Et il est urgent de la structurer » déclare ainsi le directeur général du groupe
Salveo, société d’accompagnement à l’international (SAI) de 90 personnes basée à
Lyon (Rhône) à la Lettre confidentielle du MOCI. « Déjà qu’à l’étranger les
acheteurs ne comprennent pas ce qu’est Ubifrance, censé signifier You buy
France, mais le logo – la Tour Eiffel avec une petite écharpe – évoque aux yeux
des importateurs et industriels étrangers le tourisme dans l’Hexagone ».
Rien à
voir avec l’Allemagne qui affiche fièrement le Made in Germany, avec sur ses
stands collectifs dans les salons étrangers un beau drapeau allemand ! Pour
Johann Sponar, « il est crucial de marketer à l’international la qualité et
l’innovation françaises autour de la marque France, plutôt que prendre le risque
de régionaliser les savoir-faire français ». En Allemagne, qui est un Etat
fédéral, « chaque land dispose d’un ministre de haut niveau en charge de
l’industrie et du commerce extérieur, qui œuvre sur le terrain pour le soutien
des industriels à l’international », ce qui ne serait pas le cas en France, où,
selon Johann Sponar, les Régions « ne possèdent pas un dispositif de haut vol ».

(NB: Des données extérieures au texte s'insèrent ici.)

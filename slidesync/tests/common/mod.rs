#![allow(dead_code)]

use std::collections::VecDeque;
use std::io::Cursor;
use std::sync::{Arc, Mutex};
use std::time::Duration;

use async_trait::async_trait;
use image::{DynamicImage, GrayImage, ImageFormat, Rgb, RgbImage};
use slidesync::config::OcrConfig;
use slidesync::ocr::{Extraction, SlideProcessor, TextExtractor};
use tokio::time::Instant;

/// One request seen by [`RecordingExtractor`].
#[derive(Debug, Clone)]
pub struct RecordedCall {
    pub width: u32,
    pub height: u32,
    pub at: Instant,
    /// Every pixel is either 0 or 255.
    pub binary: bool,
}

/// Extractor double that replays scripted outcomes and records each call.
/// Once the script runs out every call returns `Extraction::Empty`.
pub struct RecordingExtractor {
    script: Mutex<VecDeque<Extraction>>,
    calls: Mutex<Vec<RecordedCall>>,
}

impl RecordingExtractor {
    pub fn new(script: impl IntoIterator<Item = Extraction>) -> Arc<Self> {
        Arc::new(Self {
            script: Mutex::new(script.into_iter().collect()),
            calls: Mutex::new(Vec::new()),
        })
    }

    /// Every call comes back empty.
    pub fn silent() -> Arc<Self> {
        Self::new(Vec::new())
    }

    pub fn calls(&self) -> Vec<RecordedCall> {
        self.calls.lock().unwrap().clone()
    }
}

#[async_trait]
impl TextExtractor for RecordingExtractor {
    async fn extract(&self, image: &GrayImage) -> Extraction {
        self.calls.lock().unwrap().push(RecordedCall {
            width: image.width(),
            height: image.height(),
            at: Instant::now(),
            binary: image.pixels().all(|p| p.0[0] == 0 || p.0[0] == 255),
        });
        self.script
            .lock()
            .unwrap()
            .pop_front()
            .unwrap_or(Extraction::Empty)
    }
}

pub fn text(s: &str) -> Extraction {
    Extraction::Text(s.to_string())
}

pub fn failed(reason: &str) -> Extraction {
    Extraction::Failed {
        reason: reason.to_string(),
    }
}

/// Processor with the production pacing defaults (1s between chunks, 2s
/// after a failure).
pub fn processor_with(extractor: Arc<dyn TextExtractor>) -> SlideProcessor {
    SlideProcessor::new(extractor, &OcrConfig::default())
}

/// Light background with dark horizontal bars, roughly what a slide photo
/// binarizes to.
pub fn slide_image(width: u32, height: u32) -> DynamicImage {
    let img = RgbImage::from_fn(width, height, |_, y| {
        if (y / 20) % 3 == 0 {
            Rgb([30, 30, 40])
        } else {
            Rgb([225, 228, 230])
        }
    });
    DynamicImage::ImageRgb8(img)
}

pub fn encode(img: &DynamicImage, format: ImageFormat) -> Vec<u8> {
    let mut out = Vec::new();
    img.write_to(&mut Cursor::new(&mut out), format)
        .expect("Failed to encode test image");
    out
}

/// Assert `actual` is `expected`, allowing for timer wheel rounding.
pub fn assert_gap(actual: Duration, expected: Duration) {
    assert!(
        actual >= expected && actual < expected + Duration::from_millis(50),
        "expected a gap of ~{expected:?}, got {actual:?}"
    );
}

Selon lui, il faudrait dans les Régions « monter significativement en gamme dans
l’appui concret des entreprises à l’international », ce qu’il ne croit pas
possible.
Un « privé » en colère contre le modèle Erai
Non seulement Johann
Sponar, directeur général de Salveo, ne croit pas aux vertus de la
régionalisation mais en plus il tire à boulets rouges sur un de ses modèles,
Erai, le bras armé à l’international du Conseil régional de Rhône-Alpes,
régulièrement accusé de concurrence déloyale par les consultants privés.
« La
trentaine de bureaux à l’étranger financée par le contribuable rhônalpin non
seulement coûte plus qu’elle rapporte, mais, de surcroît, accueille des
entreprises hors Rhône-Alpes et même hors France », affirme le dirigeant de
Salveo, qui dénonce le fait que « le service public régional d’aide aux premiers
pas à l’export en Rhône-Alpes propose, par exemple, des prestations
subventionnées aux entreprises québécoises ». Et d’ironiser sur le fait
qu’ainsi, la France « finance le développement export de sa propre
concurrence », même si, selon lui, le service offert est un « service
d’entrée de gamme » quand, comme en Inde, le directeur du bureau d’Erai est
remplacé, selon lui, par un junior de 24 ans… Pour que les PME réussissent à
l’export, argumente-t-il, elles doivent s’inscrire dans la durée – « trois ans
de travail au minimum sont nécessaires » – et installer des relais vraiment
opérationnels dans le pays de destination. Ce que peuvent leur offrir, selon
lui, les SAI.
Le ministère du Commerce extérieur « devrait financer 50 000
VIE pour les PME, et non pour les grands groupes », préconise-t-il, ce qui
permettrait « à des jeunes d’acquérir
une expérience sur le terrain et aux
PME de se donner les moyens pendant un an de comprendre un marché étranger, de
se positionner localement et de s’implanter commercialement dans la durée ».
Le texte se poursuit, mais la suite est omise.